Comdata’s restructuring agreement envisages the provision of €25 million super senior new money to the Italian BPO services provider, sources close to the situation told Reorg.
The company is in talks with a number of investment funds willing to provide the new money, including Cheyne Capital which holds about €50 million of the group’s debt.
, Comdata, its sponsor Carlyle and the company’s lender committee have reached a preliminary agreement on the group’s debt restructuring plan. The plan envisions converting 30% of the company’s debt into equity-like instruments called strumenti finanziari partecipativi
, or SFP. No timeline for Carlyle’s exit has been agreed.
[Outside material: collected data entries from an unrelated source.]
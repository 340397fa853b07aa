#![forbid(unsafe_code)]

//! Single-value animator driven by explicit time deltas.
//!
//! Every overlay transition (camera factor, passcode fade, progress reveal,
//! modal reveal) is one [`Animator`] moving a value in `[0, 1]`.
//!
//! # Invariants
//!
//! 1. `value()` is always within `[0, 1]`.
//! 2. While animating, successive values move monotonically toward the
//!    target.
//! 3. [`Animator::animate_to`] redirects from the current value; there is no
//!    jump to the previous target first.
//! 4. [`Animator::force_value`] stops any motion.
//! 5. Exactly one [`AnimatorEvent::Completed`] is emitted per finished run,
//!    carrying the target value.

use std::time::Duration;

/// Interpolation curve.
#[derive(Debug, Clone, Copy, PartialEq, Eq, Default)]
pub enum Easing {
    Linear,
    /// `1 - (1 - t)^2`.
    #[default]
    Decelerate,
}

impl Easing {
    /// Map linear progress `t` in `[0, 1]` onto the curve.
    #[inline]
    pub fn apply(self, t: f32) -> f32 {
        let t = t.clamp(0.0, 1.0);
        match self {
            Self::Linear => t,
            Self::Decelerate => 1.0 - (1.0 - t) * (1.0 - t),
        }
    }
}

/// Result of one [`Animator::advance`] step.
#[derive(Debug, Clone, Copy, PartialEq)]
pub enum AnimatorEvent {
    Progress(f32),
    Completed(f32),
}

impl AnimatorEvent {
    /// The value carried by the event.
    #[inline]
    pub fn value(self) -> f32 {
        match self {
            Self::Progress(v) | Self::Completed(v) => v,
        }
    }
}

/// Animates one `f32` between 0 and 1.
#[derive(Debug, Clone)]
pub struct Animator {
    value: f32,
    from: f32,
    target: f32,
    duration: Duration,
    elapsed: Duration,
    running: bool,
    easing: Easing,
}

impl Animator {
    /// Create an idle animator resting at `value`.
    #[must_use]
    pub fn new(value: f32, duration: Duration) -> Self {
        let value = value.clamp(0.0, 1.0);
        Self {
            value,
            from: value,
            target: value,
            duration,
            elapsed: Duration::ZERO,
            running: false,
            easing: Easing::default(),
        }
    }

    /// Use a different easing curve.
    #[must_use]
    pub fn with_easing(mut self, easing: Easing) -> Self {
        self.easing = easing;
        self
    }

    #[inline]
    pub fn value(&self) -> f32 {
        self.value
    }

    /// Where the current (or last) run is headed.
    #[inline]
    pub fn target(&self) -> f32 {
        self.target
    }

    #[inline]
    pub fn is_animating(&self) -> bool {
        self.running
    }

    #[inline]
    pub fn duration(&self) -> Duration {
        self.duration
    }

    /// Duration used by the next run. A run in flight keeps its progress.
    pub fn set_duration(&mut self, duration: Duration) {
        self.duration = duration;
    }

    /// Start moving toward `to` from the current value.
    ///
    /// Returns `false` if already resting at `to`, or already moving to it.
    pub fn animate_to(&mut self, to: f32) -> bool {
        let to = to.clamp(0.0, 1.0);
        if self.running && self.target == to {
            return false;
        }
        if !self.running && self.value == to {
            return false;
        }
        self.from = self.value;
        self.target = to;
        self.elapsed = Duration::ZERO;
        self.running = true;
        true
    }

    /// Jump to `from` and animate to `to` over `duration`.
    pub fn start(&mut self, from: f32, to: f32, duration: Duration) {
        self.duration = duration;
        self.value = from.clamp(0.0, 1.0);
        self.from = self.value;
        self.target = to.clamp(0.0, 1.0);
        self.elapsed = Duration::ZERO;
        self.running = true;
    }

    /// Set the value directly and stop any motion.
    pub fn force_value(&mut self, value: f32) {
        let value = value.clamp(0.0, 1.0);
        self.value = value;
        self.from = value;
        self.target = value;
        self.running = false;
    }

    /// Stop where it is.
    pub fn cancel(&mut self) {
        self.running = false;
    }

    /// Step the animation by `dt`.
    pub fn advance(&mut self, dt: Duration) -> Option<AnimatorEvent> {
        if !self.running {
            return None;
        }
        self.elapsed = self.elapsed.saturating_add(dt);
        let t = if self.duration.is_zero() {
            1.0
        } else {
            (self.elapsed.as_secs_f32() / self.duration.as_secs_f32()).min(1.0)
        };
        if t >= 1.0 {
            self.value = self.target;
            self.from = self.target;
            self.running = false;
            return Some(AnimatorEvent::Completed(self.value));
        }
        let eased = self.easing.apply(t);
        self.value = (self.from + (self.target - self.from) * eased).clamp(0.0, 1.0);
        Some(AnimatorEvent::Progress(self.value))
    }
}

#[cfg(test)]
mod tests {
    use super::*;
    use proptest::prelude::*;

    fn ms(v: u64) -> Duration {
        Duration::from_millis(v)
    }

    #[test]
    fn runs_to_completion() {
        let mut a = Animator::new(0.0, ms(100));
        assert!(a.animate_to(1.0));
        assert!(matches!(a.advance(ms(50)), Some(AnimatorEvent::Progress(v)) if v > 0.5));
        assert_eq!(a.advance(ms(50)), Some(AnimatorEvent::Completed(1.0)));
        assert_eq!(a.advance(ms(50)), None);
        assert!(!a.is_animating());
    }

    #[test]
    fn animate_to_current_value_is_noop() {
        let mut a = Animator::new(1.0, ms(100));
        assert!(!a.animate_to(1.0));
        assert!(a.advance(ms(10)).is_none());
    }

    #[test]
    fn redirect_starts_from_current_value() {
        let mut a = Animator::new(0.0, ms(100)).with_easing(Easing::Linear);
        a.animate_to(1.0);
        a.advance(ms(30));
        let mid = a.value();
        assert!((mid - 0.3).abs() < 1e-4);
        assert!(a.animate_to(0.0));
        let next = a.advance(ms(10)).map(AnimatorEvent::value).unwrap_or(1.0);
        assert!(next < mid);
    }

    #[test]
    fn same_target_does_not_restart() {
        let mut a = Animator::new(0.0, ms(100)).with_easing(Easing::Linear);
        a.animate_to(1.0);
        a.advance(ms(50));
        assert!(!a.animate_to(1.0));
        assert_eq!(a.advance(ms(50)), Some(AnimatorEvent::Completed(1.0)));
    }

    #[test]
    fn force_value_stops_motion_and_clamps() {
        let mut a = Animator::new(0.0, ms(100));
        a.animate_to(1.0);
        a.force_value(1.7);
        assert_eq!(a.value(), 1.0);
        assert!(!a.is_animating());
        a.force_value(-3.0);
        assert_eq!(a.value(), 0.0);
    }

    #[test]
    fn zero_duration_completes_on_first_step() {
        let mut a = Animator::new(0.0, Duration::ZERO);
        a.animate_to(1.0);
        assert_eq!(a.advance(Duration::ZERO), Some(AnimatorEvent::Completed(1.0)));
    }

    #[test]
    fn start_with_equal_endpoints_still_completes() {
        let mut a = Animator::new(0.5, ms(10));
        a.start(1.0, 1.0, ms(10));
        assert_eq!(a.advance(ms(10)), Some(AnimatorEvent::Completed(1.0)));
    }

    #[test]
    fn decelerate_is_front_loaded() {
        assert!(Easing::Decelerate.apply(0.5) > 0.5);
        assert_eq!(Easing::Decelerate.apply(1.0), 1.0);
        assert_eq!(Easing::Decelerate.apply(0.0), 0.0);
    }

    proptest! {
        #[test]
        fn values_move_monotonically_toward_target(
            start in 0.0f32..=1.0,
            to in 0.0f32..=1.0,
            steps in proptest::collection::vec(1u64..40, 1..30),
        ) {
            let mut a = Animator::new(start, ms(200));
            a.animate_to(to);
            let mut prev = a.value();
            for step in steps {
                let Some(ev) = a.advance(ms(step)) else { break };
                let v = ev.value();
                prop_assert!((0.0..=1.0).contains(&v));
                if to >= start {
                    prop_assert!(v >= prev - 1e-6);
                } else {
                    prop_assert!(v <= prev + 1e-6);
                }
                prev = v;
            }
        }

        #[test]
        fn forced_values_stay_in_unit_range(v in -10.0f32..10.0) {
            let mut a = Animator::new(0.0, ms(100));
            a.force_value(v);
            prop_assert!((0.0..=1.0).contains(&a.value()));
        }
    }
}
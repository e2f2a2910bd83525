use crate::architecture::ModelArchitecture;
use image::{imageops::FilterType, ImageError};
use ndarray::{Array, Ix4};

/// Decodes `image_data` as a color image and turns it into the normalized
/// `[1, 3, H, W]` tensor the selected architecture was trained on.
pub fn transform_image(
    image_data: &[u8],
    architecture: ModelArchitecture,
) -> Result<Array<f32, Ix4>, ImageError> {
    let image_reader = image::ImageReader::new(std::io::Cursor::new(image_data))
        .with_guessed_format()
        .map_err(ImageError::IoError)?;

    let original_img = image_reader.decode()?;

    let (width, height) = architecture.input_size();
    let img = image::imageops::resize(
        &original_img.to_rgb8(),
        width,
        height,
        FilterType::Triangle,
    );

    let mean = architecture.mean();
    let std = architecture.std();
    let mut input = Array::zeros((1, 3, height as usize, width as usize));
    for (x, y, pixel) in img.enumerate_pixels() {
        let (x, y) = (x as usize, y as usize);
        for (channel, value) in pixel.0.iter().enumerate() {
            input[[0, channel, y, x]] = ((*value as f32) / 255. - mean[channel]) / std[channel];
        }
    }

    Ok(input)
}
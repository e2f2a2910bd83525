use crate::{architecture::ModelArchitecture, model_service::ModelService, server::SharedState};
use axum::{extract::State, response::Json};
use serde::Serialize;

#[derive(Serialize)]
pub struct Health {
    status: &'static str,
    architecture: ModelArchitecture,
}

/// Only reachable once the model has loaded, so being able to answer is
/// the readiness signal.
pub async fn healthcheck<M: ModelService>(State(state): State<SharedState<M>>) -> Json<Health> {
    Json(Health {
        status: "Available",
        architecture: state.inference_service.model().architecture(),
    })
}
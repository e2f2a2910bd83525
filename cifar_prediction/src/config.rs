use crate::architecture::ModelArchitecture;
use serde::Deserialize;
use std::path::{Path, PathBuf};

#[derive(Debug, Deserialize, Clone)]
pub struct Config {
    pub server: ServerConfig,
    #[serde(deserialize_with = "deserialize_log_level")]
    pub log_level: LogLevel,
    pub model: ModelConfig,
    pub labels: LabelsConfig,
}

fn deserialize_log_level<'de, D>(deserializer: D) -> Result<LogLevel, D::Error>
where
    D: serde::Deserializer<'de>,
{
    let s = String::deserialize(deserializer)?;
    s.try_into().map_err(serde::de::Error::custom)
}

#[derive(Debug, Deserialize, Clone)]
pub struct ServerConfig {
    pub host: String,
    pub port: u16,
    #[serde(default = "default_max_upload_bytes")]
    pub max_upload_bytes: usize,
    #[serde(default = "default_static_dir")]
    pub static_dir: PathBuf,
}

fn default_max_upload_bytes() -> usize {
    10 * 1024 * 1024
}

fn default_static_dir() -> PathBuf {
    PathBuf::from("static")
}

impl ServerConfig {
    pub fn get_address(&self) -> String {
        format!("{}:{}", self.host, self.port)
    }
}

pub trait Validatable {
    fn get_path(&self) -> PathBuf;

    fn validate(&self) -> Result<(), String> {
        Ok(())
    }
}

#[derive(Debug, Deserialize, Clone)]
pub struct ModelConfig {
    pub architecture: ModelArchitecture,
    pub checkpoint_file: String,
    pub model_dir: PathBuf,
    #[serde(default = "default_model_instances")]
    pub num_instances: usize,
    #[serde(default = "default_intra_threads")]
    pub intra_threads: usize,
    #[serde(default = "default_top_k")]
    pub top_k: usize,
}

fn default_model_instances() -> usize {
    std::thread::available_parallelism()
        .map(|n| n.get())
        .unwrap_or(4)
}

fn default_intra_threads() -> usize {
    1
}

fn default_top_k() -> usize {
    3
}

impl Validatable for ModelConfig {
    fn get_path(&self) -> PathBuf {
        self.model_dir.join(&self.checkpoint_file)
    }

    fn validate(&self) -> Result<(), String> {
        if self.num_instances == 0 {
            return Err("model.num_instances must be at least 1".to_string());
        }
        if self.intra_threads == 0 {
            return Err("model.intra_threads must be at least 1".to_string());
        }
        if self.top_k == 0 {
            return Err("model.top_k must be at least 1".to_string());
        }
        Ok(())
    }
}

#[derive(Debug, Deserialize, Clone)]
pub struct LabelsConfig {
    pub labels_file: String,
    pub labels_dir: PathBuf,
}

impl Validatable for LabelsConfig {
    fn get_path(&self) -> PathBuf {
        self.labels_dir.join(&self.labels_file)
    }
}

#[derive(Debug, Deserialize, Clone)]
pub enum Environment {
    Local,
    Production,
}

impl Environment {
    pub fn as_str(&self) -> &'static str {
        match self {
            Environment::Local => "local",
            Environment::Production => "production",
        }
    }
}

impl TryFrom<String> for Environment {
    type Error = String;

    fn try_from(s: String) -> Result<Self, Self::Error> {
        match s.to_lowercase().as_str() {
            "local" => Ok(Self::Local),
            "production" => Ok(Self::Production),
            other => Err(format!(
                "{} is not a supported environment. Use either `local` or `production`.",
                other
            )),
        }
    }
}

#[derive(Debug, Deserialize, Clone)]
pub enum LogLevel {
    Debug,
    Info,
}

impl LogLevel {
    pub fn as_str(&self) -> &'static str {
        match self {
            LogLevel::Debug => "debug",
            LogLevel::Info => "info",
        }
    }
}

impl TryFrom<String> for LogLevel {
    type Error = String;

    fn try_from(s: String) -> Result<Self, Self::Error> {
        match s.to_lowercase().as_str() {
            "debug" => Ok(Self::Debug),
            "info" => Ok(Self::Info),
            other => Err(format!(
                "{} is not a supported minimum log level. Use either `debug` or `info`.",
                other
            )),
        }
    }
}

pub fn get_configuration() -> Result<Config, config::ConfigError> {
    let base_path = std::env::current_dir()
        .map_err(|e| config::ConfigError::Message(format!("no current directory: {}", e)))?;
    let configuration_directory = base_path.join("configuration");

    let environment: Environment = std::env::var("APP_ENVIRONMENT")
        .unwrap_or_else(|_| "local".into())
        .try_into()
        .map_err(config::ConfigError::Message)?;

    load_configuration(&configuration_directory, environment)
}

/// Runs before the tracing subscriber exists, so failures are only
/// returned, never logged.
fn load_configuration(
    configuration_directory: &Path,
    environment: Environment,
) -> Result<Config, config::ConfigError> {
    let config = config::Config::builder()
        .add_source(config::File::from(
            configuration_directory.join("base.yaml"),
        ))
        .add_source(config::File::from(
            configuration_directory.join(format!("{}.yaml", environment.as_str())),
        ))
        .add_source(
            config::Environment::with_prefix("APP")
                .prefix_separator("_")
                .separator("__"),
        )
        .build()?;

    let config: Config = config.try_deserialize::<Config>()?;

    config
        .model
        .validate()
        .map_err(|e| config::ConfigError::Message(format!("invalid model settings: {}", e)))?;

    Ok(config)
}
The restructuring proposal is expected to be implemented via an out-of-court agreement under art. 67 of Italy’s insolvency law, sources said.
Comdata is advised by Houlihan Lokey, Latham & Watkins and Molinari e Associati. The lender committee, which is advised by Rothschild and Linklaters, represents more than 50% of the debt and consists of funds and banks including CQS, Investcorp, GSO, BNP Paribas, CA CIB, and Société Générale.
Comdata’s debt consists of a €510 million term loan B due in 2024, a €20 million draw under its €85 million RCF and €32.7 million of other bank debt. At the end of February, SMBC, one of Comdata lenders, sold some of the term loan and RCF at 55 to 56.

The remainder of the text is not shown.